**Problem details**
With nothing added or left out, output the listing that follows.

**Provided data**
------

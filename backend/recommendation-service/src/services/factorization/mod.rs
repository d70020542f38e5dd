/// Factorization Module
///
/// Latent-factor collaborative filtering (biased SVD-style matrix
/// factorization trained with SGD).
///
/// # Architecture
/// - **FitParams**: hyperparameters, validated before any training work
/// - **Trainer** (`sgd`): fixed-epoch SGD over the stored observation order
/// - **FactorModel**: immutable predictor with global-mean fallback
///
/// # Workflow
/// 1. Build a `RatingStore`
/// 2. `FactorModel::fit(&store, &params)`
/// 3. Share the model as `Arc<FactorModel>` and call `predict` from any thread
pub mod model;
mod sgd;

pub use model::FactorModel;

use crate::error::{RecommendationError, Result};
use serde::{Deserialize, Serialize};

/// Largest accepted `init_range`; the uniform sampler overflows when the
/// width of `[-init_range, init_range]` approaches `f64::MAX`
pub const MAX_INIT_RANGE: f64 = f64::MAX / 4.0;

/// Training hyperparameters
///
/// Defaults follow the classic biased-SVD settings: 100 factors, 20 epochs,
/// learning rate 0.005, regularization 0.02.
#[derive(Debug, Clone, PartialEq, Serialize, Deserialize)]
pub struct FitParams {
    /// Latent dimension k
    pub factors: usize,
    /// Number of full passes over the observations
    pub epochs: usize,
    pub learning_rate: f64,
    pub regularization: f64,
    /// Latent values start uniformly in `[-init_range, init_range]`
    pub init_range: f64,
    pub seed: u64,
    /// Learn per-user and per-item bias terms
    pub biased: bool,
}

impl Default for FitParams {
    fn default() -> Self {
        Self {
            factors: 100,
            epochs: 20,
            learning_rate: 0.005,
            regularization: 0.02,
            init_range: 0.1,
            seed: 42,
            biased: true,
        }
    }
}

impl FitParams {
    pub fn with_factors(mut self, factors: usize) -> Self {
        self.factors = factors;
        self
    }

    pub fn with_epochs(mut self, epochs: usize) -> Self {
        self.epochs = epochs;
        self
    }

    pub fn with_learning_rate(mut self, learning_rate: f64) -> Self {
        self.learning_rate = learning_rate;
        self
    }

    pub fn with_regularization(mut self, regularization: f64) -> Self {
        self.regularization = regularization;
        self
    }

    pub fn with_seed(mut self, seed: u64) -> Self {
        self.seed = seed;
        self
    }

    pub fn with_biased(mut self, biased: bool) -> Self {
        self.biased = biased;
        self
    }

    pub fn validate(&self) -> Result<()> {
        if self.factors == 0 {
            return Err(RecommendationError::hyperparameter(
                "factors",
                self.factors,
                "> 0",
            ));
        }
        if !self.learning_rate.is_finite() || self.learning_rate <= 0.0 {
            return Err(RecommendationError::hyperparameter(
                "learning_rate",
                self.learning_rate,
                "finite and > 0",
            ));
        }
        if !self.regularization.is_finite() || self.regularization < 0.0 {
            return Err(RecommendationError::hyperparameter(
                "regularization",
                self.regularization,
                "finite and >= 0",
            ));
        }
        if !(0.0..=MAX_INIT_RANGE).contains(&self.init_range) {
            return Err(RecommendationError::hyperparameter(
                "init_range",
                self.init_range,
                "in [0, f64::MAX / 4]",
            ));
        }
        Ok(())
    }
}

#[cfg(test)]
mod tests {
    use super::*;

    #[test]
    fn test_default_params_valid() {
        assert!(FitParams::default().validate().is_ok());
    }

    #[test]
    fn test_invalid_params() {
        let cases = [
            FitParams::default().with_factors(0),
            FitParams::default().with_learning_rate(0.0),
            FitParams::default().with_learning_rate(f64::NAN),
            FitParams::default().with_regularization(-0.1),
            FitParams {
                init_range: f64::INFINITY,
                ..FitParams::default()
            },
            FitParams {
                init_range: -0.1,
                ..FitParams::default()
            },
            FitParams {
                init_range: 1e308,
                ..FitParams::default()
            },
        ];

        for params in cases {
            assert!(matches!(
                params.validate(),
                Err(RecommendationError::InvalidHyperparameter { .. })
            ));
        }
    }

    #[test]
    fn test_large_finite_init_range() {
        let at_limit = FitParams {
            init_range: MAX_INIT_RANGE,
            ..FitParams::default()
        };
        assert!(at_limit.validate().is_ok());

        let overflowing = FitParams {
            init_range: 1e308,
            ..FitParams::default()
        };
        match overflowing.validate() {
            Err(RecommendationError::InvalidHyperparameter { param, .. }) => {
                assert_eq!(param, "init_range");
            }
            other => panic!("expected init_range rejection, got {:?}", other),
        }
    }

    #[test]
    fn test_zero_epochs_allowed() {
        assert!(FitParams::default().with_epochs(0).validate().is_ok());
    }
}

------

**Result of the exercise**
filename backend/recommendation-service/src/services/factorization/mod.rs
repository d70020542f38e5dd
/// Factorization Module
///
/// Latent-factor collaborative filtering (biased SVD-style matrix
/// factorization trained with SGD).
///
/// # Architecture
/// - **FitParams**: hyperparameters, validated before any training work
/// - **Trainer** (`sgd`): fixed-epoch SGD over the stored observation order
/// - **FactorModel**: immutable predictor with global-mean fallback
///
/// # Workflow
/// 1. Build a `RatingStore`
/// 2. `FactorModel::fit(&store, &params)`
/// 3. Share the model as `Arc<FactorModel>` and call `predict` from any thread
pub mod model;
mod sgd;

pub use model::FactorModel;

use crate::error::{RecommendationError, Result};
use serde::{Deserialize, Serialize};

/// Largest accepted `init_range`; the uniform sampler overflows when the
/// width of `[-init_range, init_range]` approaches `f64::MAX`
pub const MAX_INIT_RANGE: f64 = f64::MAX / 4.0;

/// Training hyperparameters
///
/// Defaults follow the classic biased-SVD settings: 100 factors, 20 epochs,
/// learning rate 0.005, regularization 0.02.
#[derive(Debug, Clone, PartialEq, Serialize, Deserialize)]
pub struct FitParams {
    /// Latent dimension k
    pub factors: usize,
    /// Number of full passes over the observations
    pub epochs: usize,
    pub learning_rate: f64,
    pub regularization: f64,
    /// Latent values start uniformly in `[-init_range, init_range]`
    pub init_range: f64,
    pub seed: u64,
    /// Learn per-user and per-item bias terms
    pub biased: bool,
}

impl Default for FitParams {
    fn default() -> Self {
        Self {
            factors: 100,
            epochs: 20,
            learning_rate: 0.005,
            regularization: 0.02,
            init_range: 0.1,
            seed: 42,
            biased: true,
        }
    }
}

impl FitParams {
    pub fn with_factors(mut self, factors: usize) -> Self {
        self.factors = factors;
        self
    }

    pub fn with_epochs(mut self, epochs: usize) -> Self {
        self.epochs = epochs;
        self
    }

    pub fn with_learning_rate(mut self, learning_rate: f64) -> Self {
        self.learning_rate = learning_rate;
        self
    }

    pub fn with_regularization(mut self, regularization: f64) -> Self {
        self.regularization = regularization;
        self
    }

    pub fn with_seed(mut self, seed: u64) -> Self {
        self.seed = seed;
        self
    }

    pub fn with_biased(mut self, biased: bool) -> Self {
        self.biased = biased;
        self
    }

    pub fn validate(&self) -> Result<()> {
        if self.factors == 0 {
            return Err(RecommendationError::hyperparameter(
                "factors",
                self.factors,
                "> 0",
            ));
        }
        if !self.learning_rate.is_finite() || self.learning_rate <= 0.0 {
            return Err(RecommendationError::hyperparameter(
                "learning_rate",
                self.learning_rate,
                "finite and > 0",
            ));
        }
        if !self.regularization.is_finite() || self.regularization < 0.0 {
            return Err(RecommendationError::hyperparameter(
                "regularization",
                self.regularization,
                "finite and >= 0",
            ));
        }
        if !(0.0..=MAX_INIT_RANGE).contains(&self.init_range) {
            return Err(RecommendationError::hyperparameter(
                "init_range",
                self.init_range,
                "in [0, f64::MAX / 4]",
            ));
        }
        Ok(())
    }
}

#[cfg(test)]
mod tests {
    use super::*;

    #[test]
    fn test_default_params_valid() {
        assert!(FitParams::default().validate().is_ok());
    }

    #[test]
    fn test_invalid_params() {
        let cases = [
            FitParams::default().with_factors(0),
            FitParams::default().with_learning_rate(0.0),
            FitParams::default().with_learning_rate(f64::NAN),
            FitParams::default().with_regularization(-0.1),
            FitParams {
                init_range: f64::INFINITY,
                ..FitParams::default()
            },
            FitParams {
                init_range: -0.1,
                ..FitParams::default()
            },
            FitParams {
                init_range: 1e308,
                ..FitParams::default()
            },
        ];

        for params in cases {
            assert!(matches!(
                params.validate(),
                Err(RecommendationError::InvalidHyperparameter { .. })
            ));
        }
    }

    #[test]
    fn test_large_finite_init_range() {
        let at_limit = FitParams {
            init_range: MAX_INIT_RANGE,
            ..FitParams::default()
        };
        assert!(at_limit.validate().is_ok());

        let overflowing = FitParams {
            init_range: 1e308,
            ..FitParams::default()
        };
        match overflowing.validate() {
            Err(RecommendationError::InvalidHyperparameter { param, .. }) => {
                assert_eq!(param, "init_range");
            }
            other => panic!("expected init_range rejection, got {:?}", other),
        }
    }

    #[test]
    fn test_zero_epochs_allowed() {
        assert!(FitParams::default().with_epochs(0).validate().is_ok());
    }
}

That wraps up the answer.